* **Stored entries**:
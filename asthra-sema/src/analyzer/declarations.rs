// Declaration registration: struct/enum descriptors first (so forward
// references resolve), then function signatures, then bodies.

use asthra_ast::*;
use asthra_diagnostics::error_codes;

use super::Analyzer;
use crate::symbols::{Symbol, SymbolKind};
use crate::types::{FunctionType, TypeId, TypeKind, VariantInfo};

impl<'a> Analyzer<'a> {
    /// Phase 1: create nominal descriptors and type symbols for every
    /// struct/enum, then resolve their members (two passes so a struct can
    /// mention a later one).
    pub(crate) fn register_type_declarations(&mut self, program: &Program) {
        for decl in &program.decls {
            match decl {
                Decl::Struct(s) => {
                    let id = self.types.declare_struct(&s.name, s.type_params.clone());
                    let symbol = Symbol::type_symbol(
                        &s.name,
                        id,
                        s.visibility,
                        s.type_params.len(),
                        s.span.clone(),
                    );
                    if !self.scopes.insert(symbol) {
                        let span = self.span(&s.span);
                        self.diagnostics.duplicate_symbol(&s.name, span);
                    }
                }
                Decl::Enum(e) => {
                    let id = self.types.declare_enum(&e.name, e.type_params.clone());
                    let symbol = Symbol::type_symbol(
                        &e.name,
                        id,
                        e.visibility,
                        e.type_params.len(),
                        e.span.clone(),
                    );
                    if !self.scopes.insert(symbol) {
                        let span = self.span(&e.span);
                        self.diagnostics.duplicate_symbol(&e.name, span);
                    }
                }
                _ => {}
            }
        }

        for decl in &program.decls {
            match decl {
                Decl::Struct(s) => self.fill_struct(s),
                Decl::Enum(e) => self.fill_enum(e),
                _ => {}
            }
        }
    }

    fn type_id_of(&self, name: &str) -> Option<TypeId> {
        self.scopes
            .lookup(name)
            .filter(|symbol| symbol.kind == SymbolKind::Type)
            .map(|symbol| symbol.ty)
    }

    fn fill_struct(&mut self, decl: &StructDecl) {
        let Some(id) = self.type_id_of(&decl.name) else {
            return;
        };

        let saved = std::mem::replace(&mut self.current_type_params, decl.type_params.clone());
        let mut fields = Vec::new();
        let mut seen = std::collections::HashSet::new();
        for field in &decl.fields {
            if !seen.insert(field.name.clone()) {
                self.error(
                    error_codes::DUPLICATE_SYMBOL,
                    format!("duplicate field `{}` in struct `{}`", field.name, decl.name),
                    &field.span,
                );
                continue;
            }
            if let Some(ty) = self.resolve_type(&field.ty) {
                fields.push((field.name.clone(), ty));
            }
        }
        self.current_type_params = saved;

        self.types.set_struct_fields(id, fields);
    }

    fn fill_enum(&mut self, decl: &EnumDecl) {
        let Some(id) = self.type_id_of(&decl.name) else {
            return;
        };

        let saved = std::mem::replace(&mut self.current_type_params, decl.type_params.clone());
        let mut variants = Vec::new();
        let mut seen = std::collections::HashSet::new();
        for variant in &decl.variants {
            if !seen.insert(variant.name.clone()) {
                self.error(
                    error_codes::DUPLICATE_SYMBOL,
                    format!(
                        "duplicate variant `{}` in enum `{}`",
                        variant.name, decl.name
                    ),
                    &variant.span,
                );
                continue;
            }

            let payload = match &variant.payload {
                None => None,
                Some(VariantPayload::Tuple(types)) => {
                    let mut resolved = Vec::new();
                    for ty in types {
                        if let Some(id) = self.resolve_type(ty) {
                            resolved.push(id);
                        }
                    }
                    match resolved.len() {
                        0 => None,
                        1 => Some(resolved[0]),
                        _ => Some(self.types.tuple(resolved)),
                    }
                }
                Some(VariantPayload::Struct(fields)) => {
                    // Struct-shaped payloads are carried as a tuple of the
                    // field types; patterns address them positionally.
                    let mut resolved = Vec::new();
                    for field in fields {
                        if let Some(id) = self.resolve_type(&field.ty) {
                            resolved.push(id);
                        }
                    }
                    if resolved.is_empty() {
                        None
                    } else {
                        Some(self.types.tuple(resolved))
                    }
                }
            };

            variants.push(VariantInfo {
                name: variant.name.clone(),
                payload,
            });
        }
        self.current_type_params = saved;

        self.types.set_enum_variants(id, variants);
    }

    /// Phase 2: a top-level function's signature becomes a Function symbol.
    pub(crate) fn register_function(&mut self, function: &Function) {
        let Some(ty) = self.function_type(function, false, None) else {
            return;
        };
        let symbol = Symbol::function(&function.name, ty, function.visibility, function.span.clone());
        if !self.scopes.insert(symbol) {
            let span = self.span(&function.span);
            self.diagnostics.duplicate_symbol(&function.name, span);
        }
    }

    pub(crate) fn register_extern_block(&mut self, block: &ExternBlock) {
        for function in &block.functions {
            let mut params = Vec::new();
            let mut ok = true;
            for param in &function.params {
                match self.resolve_type(&param.ty) {
                    Some(ty) => params.push(ty),
                    None => ok = false,
                }
            }
            let Some(return_type) = self.resolve_type(&function.return_type) else {
                continue;
            };
            if !ok {
                continue;
            }

            let ty = self.types.intern(TypeKind::Function(FunctionType {
                params,
                return_type,
                is_extern: true,
                extern_abi: Some(block.abi.clone()),
            }));
            let symbol =
                Symbol::function(&function.name, ty, Visibility::Public, function.span.clone());
            if !self.scopes.insert(symbol) {
                let span = self.span(&function.span);
                self.diagnostics.duplicate_symbol(&function.name, span);
            }
        }
    }

    /// Build a function descriptor from a declaration. For methods,
    /// `self_type` substitutes the receiver and `Self` mentions.
    pub(crate) fn function_type(
        &mut self,
        function: &Function,
        is_method: bool,
        self_type: Option<TypeId>,
    ) -> Option<TypeId> {
        let saved_self = self.self_type;
        if self_type.is_some() {
            self.self_type = self_type;
        }

        let mut params = Vec::new();
        let mut ok = true;
        for (index, param) in function.params.iter().enumerate() {
            if param.name == "self" {
                if !is_method || index != 0 {
                    self.error(
                        error_codes::INVALID_OPERATION,
                        "`self` is only valid as the first parameter of an impl method"
                            .to_string(),
                        &param.span,
                    );
                    ok = false;
                }
                continue;
            }
            match self.resolve_type(&param.ty) {
                Some(ty) => params.push(ty),
                None => ok = false,
            }
        }

        let return_type = self.resolve_type(&function.return_type);
        self.self_type = saved_self;

        let return_type = return_type?;
        if !ok {
            return None;
        }

        Some(self.types.intern(TypeKind::Function(FunctionType {
            params,
            return_type,
            is_extern: false,
            extern_abi: None,
        })))
    }

    /// Phase 3: body analysis. `self_type` is set for impl methods.
    pub(crate) fn analyze_function_body(&mut self, function: &Function, self_type: Option<TypeId>) {
        let saved_self = self.self_type;
        if self_type.is_some() {
            self.self_type = self_type;
        }

        let return_type = self
            .resolve_type(&function.return_type)
            .unwrap_or_else(|| self.types.primitive(PrimitiveType::Void));
        self.return_type_stack.push(return_type);

        self.scopes.enter_scope();
        for param in &function.params {
            if param.name == "self" {
                if let Some(receiver) = self.self_type {
                    self.scopes
                        .insert(Symbol::variable("self", receiver, false, param.span.clone()));
                }
                continue;
            }
            if let Some(ty) = self.resolve_type(&param.ty) {
                if !self
                    .scopes
                    .insert(Symbol::variable(&param.name, ty, false, param.span.clone()))
                {
                    let span = self.span(&param.span);
                    self.diagnostics.duplicate_symbol(&param.name, span);
                }
            }
        }

        // The body block manages its own scope for locals
        self.analyze_block(&function.body);

        self.scopes.exit_scope();
        self.return_type_stack.pop();
        self.self_type = saved_self;
    }
}
// Type expression parsing

use super::Parser;
use crate::ParseError;
use asthra_ast::*;
use asthra_diagnostics::error_codes;
use asthra_lexer::Token;

impl<'a> Parser<'a> {
    pub(crate) fn parse_type(&mut self) -> Result<TypeExpr, ParseError> {
        let start = self.current_start();

        // Raw pointer: *mut T or *const T
        if self.match_token(&Token::Star) {
            let is_mutable = if self.match_token(&Token::Mut) {
                true
            } else if self.match_token(&Token::Const) {
                false
            } else {
                return Err(self.error(
                    error_codes::MISSING_TOKEN,
                    "Expected 'mut' or 'const' after '*' in pointer type",
                ));
            };
            let pointee = self.parse_type()?;
            return Ok(TypeExpr {
                span: start..self.prev_end(),
                kind: TypeExprKind::Pointer {
                    is_mutable,
                    pointee: Box::new(pointee),
                },
            });
        }

        // Slice []T or fixed array [N]T
        if self.match_token(&Token::LBracket) {
            if self.match_token(&Token::RBracket) {
                let element = self.parse_type()?;
                return Ok(TypeExpr {
                    span: start..self.prev_end(),
                    kind: TypeExprKind::Slice(Box::new(element)),
                });
            }
            let size = self.parse_expression()?;
            self.consume(&Token::RBracket, "Expected ']' after array length")?;
            let element = self.parse_type()?;
            return Ok(TypeExpr {
                span: start..self.prev_end(),
                kind: TypeExprKind::Array {
                    element: Box::new(element),
                    size: Box::new(size),
                },
            });
        }

        // Tuple (T, U, …) or parenthesized (T)
        if self.match_token(&Token::LParen) {
            let mut types = Vec::new();
            let mut trailing_comma = false;

            if self.check(&Token::RParen) {
                return Err(self.error(error_codes::MISSING_TOKEN, "Expected type inside '()'"));
            }

            loop {
                types.push(self.parse_type()?);
                if !self.match_token(&Token::Comma) {
                    break;
                }
                if self.check(&Token::RParen) {
                    trailing_comma = true;
                    break;
                }
            }
            self.consume(&Token::RParen, "Expected ')' after tuple type")?;

            // (T) is parenthesized; (T,) and (T, U) are tuples
            if types.len() == 1 && !trailing_comma {
                let mut inner = types.remove(0);
                inner.span = start..self.prev_end();
                return Ok(inner);
            }
            return Ok(TypeExpr {
                span: start..self.prev_end(),
                kind: TypeExprKind::Tuple(types),
            });
        }

        // Builtin generic wrappers
        if self.match_token(&Token::OptionKw) {
            self.consume(&Token::Lt, "Expected '<' after 'Option'")?;
            let value = self.parse_type()?;
            self.expect_gt()?;
            return Ok(TypeExpr {
                span: start..self.prev_end(),
                kind: TypeExprKind::Option(Box::new(value)),
            });
        }
        if self.match_token(&Token::ResultKw) {
            self.consume(&Token::Lt, "Expected '<' after 'Result'")?;
            let ok = self.parse_type()?;
            self.consume(&Token::Comma, "Expected ',' between Result type arguments")?;
            let err = self.parse_type()?;
            self.expect_gt()?;
            return Ok(TypeExpr {
                span: start..self.prev_end(),
                kind: TypeExprKind::Result {
                    ok: Box::new(ok),
                    err: Box::new(err),
                },
            });
        }
        if self.match_token(&Token::TaskHandleKw) {
            self.consume(&Token::Lt, "Expected '<' after 'TaskHandle'")?;
            let result = self.parse_type()?;
            self.expect_gt()?;
            return Ok(TypeExpr {
                span: start..self.prev_end(),
                kind: TypeExprKind::TaskHandle(Box::new(result)),
            });
        }

        // Primitive keywords (int/float are spelled aliases of i32/f32)
        if let Some(primitive) = primitive_for_token(self.peek()) {
            self.advance();
            return Ok(TypeExpr {
                span: start..self.prev_end(),
                kind: TypeExprKind::Primitive(primitive),
            });
        }

        // User-declared type, optionally generic: Foo, Vec<T>. Struct vs
        // enum is the analyzer's call.
        if let Token::Ident(name) = self.peek() {
            let name = name.clone();
            self.advance();

            let mut type_args = Vec::new();
            if self.match_token(&Token::Lt) {
                loop {
                    type_args.push(self.parse_type()?);
                    if !self.match_token(&Token::Comma) {
                        break;
                    }
                }
                self.expect_gt()?;
            }

            return Ok(TypeExpr {
                span: start..self.prev_end(),
                kind: TypeExprKind::Named { name, type_args },
            });
        }

        Err(self.error(
            error_codes::UNEXPECTED_TOKEN,
            &format!("Expected type, found {:?}", self.peek()),
        ))
    }
}

pub(crate) fn primitive_for_token(token: &Token) -> Option<PrimitiveType> {
    let primitive = match token {
        Token::Bool => PrimitiveType::Bool,
        Token::I8 => PrimitiveType::I8,
        Token::I16 => PrimitiveType::I16,
        Token::I32 | Token::Int => PrimitiveType::I32,
        Token::I64 => PrimitiveType::I64,
        Token::I128 => PrimitiveType::I128,
        Token::U8 => PrimitiveType::U8,
        Token::U16 => PrimitiveType::U16,
        Token::U32 => PrimitiveType::U32,
        Token::U64 => PrimitiveType::U64,
        Token::U128 => PrimitiveType::U128,
        Token::Usize => PrimitiveType::Usize,
        Token::Isize => PrimitiveType::Isize,
        Token::F32 | Token::Float => PrimitiveType::F32,
        Token::F64 => PrimitiveType::F64,
        Token::Char => PrimitiveType::Char,
        Token::String => PrimitiveType::String,
        Token::Void => PrimitiveType::Void,
        Token::Never => PrimitiveType::Never,
        _ => return None,
    };
    Some(primitive)
}
impl TypeTable {
    pub fn new() -> Self {
        Self::default()
    }

    pub fn get(&self, id: TypeId) -> &TypeDescriptor {
        &self.types[id.0 as usize]
    }

    pub fn kind(&self, id: TypeId) -> &TypeKind {
        &self.get(id).kind
    }

    pub fn primitive(&mut self, primitive: PrimitiveType) -> TypeId {
        self.intern(TypeKind::Primitive(primitive))
    }

    pub fn is_primitive(&self, id: TypeId, primitive: PrimitiveType) -> bool {
        matches!(self.kind(id), TypeKind::Primitive(p) if *p == primitive)
    }

    pub fn is_never(&self, id: TypeId) -> bool {
        self.is_primitive(id, PrimitiveType::Never)
    }

    pub fn is_integer(&self, id: TypeId) -> bool {
        matches!(self.kind(id), TypeKind::Primitive(p) if p.is_integer())
    }

    pub fn is_numeric(&self, id: TypeId) -> bool {
        matches!(self.kind(id), TypeKind::Primitive(p) if p.is_numeric())
    }

    /// Intern a composite or primitive kind: structurally identical kinds
    /// share one descriptor, so TypeId equality is type equality.
    pub fn intern(&mut self, kind: TypeKind) -> TypeId {
        if let Some(key) = intern_key(&kind) {
            if let Some(&id) = self.interned.get(&key) {
                return id;
            }
            let (size, align) = self.layout_of(&kind);
            let id = self.push(TypeDescriptor { kind, size, align });
            self.interned.insert(key, id);
            id
        } else {
            let (size, align) = self.layout_of(&kind);
            self.push(TypeDescriptor { kind, size, align })
        }
    }

    /// Reserve a nominal struct entry; fields are filled in once resolved
    /// (allows self-referential fields through pointers).
    pub fn declare_struct(&mut self, name: &str, type_params: Vec<String>) -> TypeId {
        self.push(TypeDescriptor {
            kind: TypeKind::Struct(StructType {
                name: name.to_string(),
                type_params,
                fields: Vec::new(),
            }),
            size: 0,
            align: 1,
        })
    }

    pub fn set_struct_fields(&mut self, id: TypeId, fields: Vec<(String, TypeId)>) {
        let mut laid_out = Vec::new();
        let mut offset = 0usize;
        let mut align = 1usize;
        for (name, ty) in fields {
            let field_desc = self.get(ty);
            let field_align = field_desc.align.max(1);
            let field_size = field_desc.size;
            offset = round_up(offset, field_align);
            laid_out.push(FieldInfo {
                name,
                ty,
                offset,
            });
            offset += field_size;
            align = align.max(field_align);
        }
        let size = round_up(offset, align);

        let descriptor = &mut self.types[id.0 as usize];
        if let TypeKind::Struct(s) = &mut descriptor.kind {
            s.fields = laid_out;
        }
        descriptor.size = size;
        descriptor.align = align;
    }

    pub fn declare_enum(&mut self, name: &str, type_params: Vec<String>) -> TypeId {
        self.push(TypeDescriptor {
            kind: TypeKind::Enum(EnumType {
                name: name.to_string(),
                type_params,
                variants: Vec::new(),
            }),
            size: POINTER_SIZE,
            align: POINTER_SIZE,
        })
    }

    pub fn set_enum_variants(&mut self, id: TypeId, variants: Vec<VariantInfo>) {
        let payload_max = variants
            .iter()
            .filter_map(|v| v.payload)
            .map(|p| self.get(p).size)
            .max()
            .unwrap_or(0);

        let descriptor = &mut self.types[id.0 as usize];
        if let TypeKind::Enum(e) = &mut descriptor.kind {
            e.variants = variants;
        }
        // Discriminant word plus the widest payload
        descriptor.size = POINTER_SIZE + round_up(payload_max, POINTER_SIZE);
        descriptor.align = POINTER_SIZE;
    }

    // ==================== Method tables ====================

    pub fn add_method(&mut self, owner: TypeId, method: MethodInfo) -> bool {
        let table = self.methods.entry(owner).or_default();
        if table.contains_key(&method.name) {
            return false;
        }
        table.insert(method.name.clone(), method);
        true
    }

    pub fn lookup_method(&self, owner: TypeId, name: &str) -> Option<&MethodInfo> {
        self.methods.get(&owner)?.get(name)
    }

    pub fn method_names(&self, owner: TypeId) -> Vec<String> {
        self.methods
            .get(&owner)
            .map(|table| table.keys().cloned().collect())
            .unwrap_or_default()
    }

    // ==================== Relations ====================

    /// Assignment/return compatibility: identical descriptors are
    /// compatible, and a Never value is compatible with every type.
    /// Numeric widening is never automatic.
    pub fn compatible(&self, expected: TypeId, actual: TypeId) -> bool {
        expected == actual || self.is_never(actual)
    }

    /// Substitute type parameters (by name) in a descriptor tree,
    /// producing interned results. Used to view generic struct/enum
    /// members through a concrete instance.
    pub fn substitute(&mut self, ty: TypeId, mapping: &HashMap<String, TypeId>) -> TypeId {
        if mapping.is_empty() {
            return ty;
        }
        match self.kind(ty).clone() {
            TypeKind::TypeParam { name } => mapping.get(&name).copied().unwrap_or(ty),
            TypeKind::Slice { element } => {
                let element = self.substitute(element, mapping);
                self.intern(TypeKind::Slice { element })
            }
            TypeKind::Array { element, length } => {
                let element = self.substitute(element, mapping);
                self.intern(TypeKind::Array { element, length })
            }
            TypeKind::Pointer {
                pointee,
                is_mutable,
            } => {
                let pointee = self.substitute(pointee, mapping);
                self.intern(TypeKind::Pointer {
                    pointee,
                    is_mutable,
                })
            }
            TypeKind::Option { value } => {
                let value = self.substitute(value, mapping);
                self.intern(TypeKind::Option { value })
            }
            TypeKind::Result { ok, err } => {
                let ok = self.substitute(ok, mapping);
                let err = self.substitute(err, mapping);
                self.intern(TypeKind::Result { ok, err })
            }
            TypeKind::Tuple { elements, .. } => {
                let elements: Vec<TypeId> = elements
                    .into_iter()
                    .map(|e| self.substitute(e, mapping))
                    .collect();
                self.tuple(elements)
            }
            TypeKind::TaskHandle { result } => {
                let result = self.substitute(result, mapping);
                self.intern(TypeKind::TaskHandle { result })
            }
            TypeKind::Function(f) => {
                let params: Vec<TypeId> = f
                    .params
                    .iter()
                    .map(|&p| self.substitute(p, mapping))
                    .collect();
                let return_type = self.substitute(f.return_type, mapping);
                self.intern(TypeKind::Function(FunctionType {
                    params,
                    return_type,
                    is_extern: f.is_extern,
                    extern_abi: f.extern_abi,
                }))
            }
            TypeKind::GenericInstance { base, args } => {
                let args: Vec<TypeId> = args
                    .into_iter()
                    .map(|a| self.substitute(a, mapping))
                    .collect();
                self.intern(TypeKind::GenericInstance { base, args })
            }
            TypeKind::Primitive(_) | TypeKind::Struct(_) | TypeKind::Enum(_) => ty,
        }
    }

    /// Tuple constructor computing element offsets.
    pub fn tuple(&mut self, elements: Vec<TypeId>) -> TypeId {
        let key = InternKey::Tuple(elements.clone());
        if let Some(&id) = self.interned.get(&key) {
            return id;
        }
        let mut offsets = Vec::new();
        let mut offset = 0usize;
        let mut align = 1usize;
        for &element in &elements {
            let descriptor = self.get(element);
            let elem_align = descriptor.align.max(1);
            offset = round_up(offset, elem_align);
            offsets.push(offset);
            offset += descriptor.size;
            align = align.max(elem_align);
        }
        let size = round_up(offset, align);
        let id = self.push(TypeDescriptor {
            kind: TypeKind::Tuple { elements, offsets },
            size,
            align,
        });
        self.interned.insert(key, id);
        id
    }

    /// Human-readable rendering for diagnostics.
    pub fn display(&self, id: TypeId) -> String {
        match self.kind(id) {
            TypeKind::Primitive(p) => p.name().to_string(),
            TypeKind::Struct(s) => s.name.clone(),
            TypeKind::Enum(e) => e.name.clone(),
            TypeKind::Slice { element } => format!("[]{}", self.display(*element)),
            TypeKind::Array { element, length } => {
                format!("[{}]{}", length, self.display(*element))
            }
            TypeKind::Pointer {
                pointee,
                is_mutable,
            } => format!(
                "*{} {}",
                if *is_mutable { "mut" } else { "const" },
                self.display(*pointee)
            ),
            TypeKind::Option { value } => format!("Option<{}>", self.display(*value)),
            TypeKind::Result { ok, err } => {
                format!("Result<{}, {}>", self.display(*ok), self.display(*err))
            }
            TypeKind::Tuple { elements, .. } => {
                let inner: Vec<String> = elements.iter().map(|&e| self.display(e)).collect();
                format!("({})", inner.join(", "))
            }
            TypeKind::Function(f) => {
                let params: Vec<String> = f.params.iter().map(|&p| self.display(p)).collect();
                format!(
                    "fn({}) -> {}",
                    params.join(", "),
                    self.display(f.return_type)
                )
            }
            TypeKind::TaskHandle { result } => {
                format!("TaskHandle<{}>", self.display(*result))
            }
            TypeKind::GenericInstance { base, args } => {
                let rendered: Vec<String> = args.iter().map(|&a| self.display(a)).collect();
                format!("{}<{}>", self.display(*base), rendered.join(", "))
            }
            TypeKind::TypeParam { name } => name.clone(),
        }
    }

    /// Base nominal type behind a generic instance, or the type itself.
    pub fn base_of(&self, id: TypeId) -> TypeId {
        match self.kind(id) {
            TypeKind::GenericInstance { base, .. } => *base,
            _ => id,
        }
    }

    /// Type-parameter substitution map for a generic instance.
    pub fn instance_mapping(&self, id: TypeId) -> HashMap<String, TypeId> {
        let mut mapping = HashMap::new();
        if let TypeKind::GenericInstance { base, args } = self.kind(id) {
            let params = match self.kind(*base) {
                TypeKind::Struct(s) => s.type_params.clone(),
                TypeKind::Enum(e) => e.type_params.clone(),
                _ => Vec::new(),
            };
            for (param, &arg) in params.iter().zip(args.iter()) {
                mapping.insert(param.clone(), arg);
            }
        }
        mapping
    }

    pub fn len(&self) -> usize {
        self.types.len()
    }

    pub fn is_empty(&self) -> bool {
        self.types.is_empty()
    }

    fn push(&mut self, descriptor: TypeDescriptor) -> TypeId {
        let id = TypeId(self.types.len() as u32);
        self.types.push(descriptor);
        id
    }

    fn layout_of(&self, kind: &TypeKind) -> (usize, usize) {
        match kind {
            TypeKind::Primitive(p) => primitive_layout(*p),
            TypeKind::Slice { .. } => (2 * POINTER_SIZE, POINTER_SIZE),
            TypeKind::Array { element, length } => {
                let descriptor = self.get(*element);
                (descriptor.size * length, descriptor.align.max(1))
            }
            TypeKind::Pointer { .. }
            | TypeKind::Function(_)
            | TypeKind::TaskHandle { .. } => (POINTER_SIZE, POINTER_SIZE),
            TypeKind::Option { value } => {
                let descriptor = self.get(*value);
                (
                    POINTER_SIZE + round_up(descriptor.size, POINTER_SIZE),
                    POINTER_SIZE,
                )
            }
            TypeKind::Result { ok, err } => {
                let widest = self.get(*ok).size.max(self.get(*err).size);
                (POINTER_SIZE + round_up(widest, POINTER_SIZE), POINTER_SIZE)
            }
            TypeKind::Tuple { elements, .. } => {
                // tuple() computes real offsets; this path only runs for
                // pre-built kinds
                let mut offset = 0usize;
                let mut align = 1usize;
                for &element in elements {
                    let descriptor = self.get(element);
                    let elem_align = descriptor.align.max(1);
                    offset = round_up(offset, elem_align) + descriptor.size;
                    align = align.max(elem_align);
                }
                (round_up(offset, align), align)
            }
            TypeKind::GenericInstance { base, .. } => {
                let descriptor = self.get(*base);
                (descriptor.size, descriptor.align)
            }
            TypeKind::Struct(_) | TypeKind::Enum(_) | TypeKind::TypeParam { .. } => (0, 1),
        }
    }
}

* **Your objective**: The line above containing "tuple of the", the line containing "if let Some(id) = self.resolve_type(&field.ty)", and every line between them are to be transcribed exactly; no other line is wanted.

* **Answer space**:
                    // Struct-shaped payloads are carried as a tuple of the
                    // field types; patterns address them positionally.
                    let mut resolved = Vec::new();
                    for field in fields {
                        if let Some(id) = self.resolve_type(&field.ty) {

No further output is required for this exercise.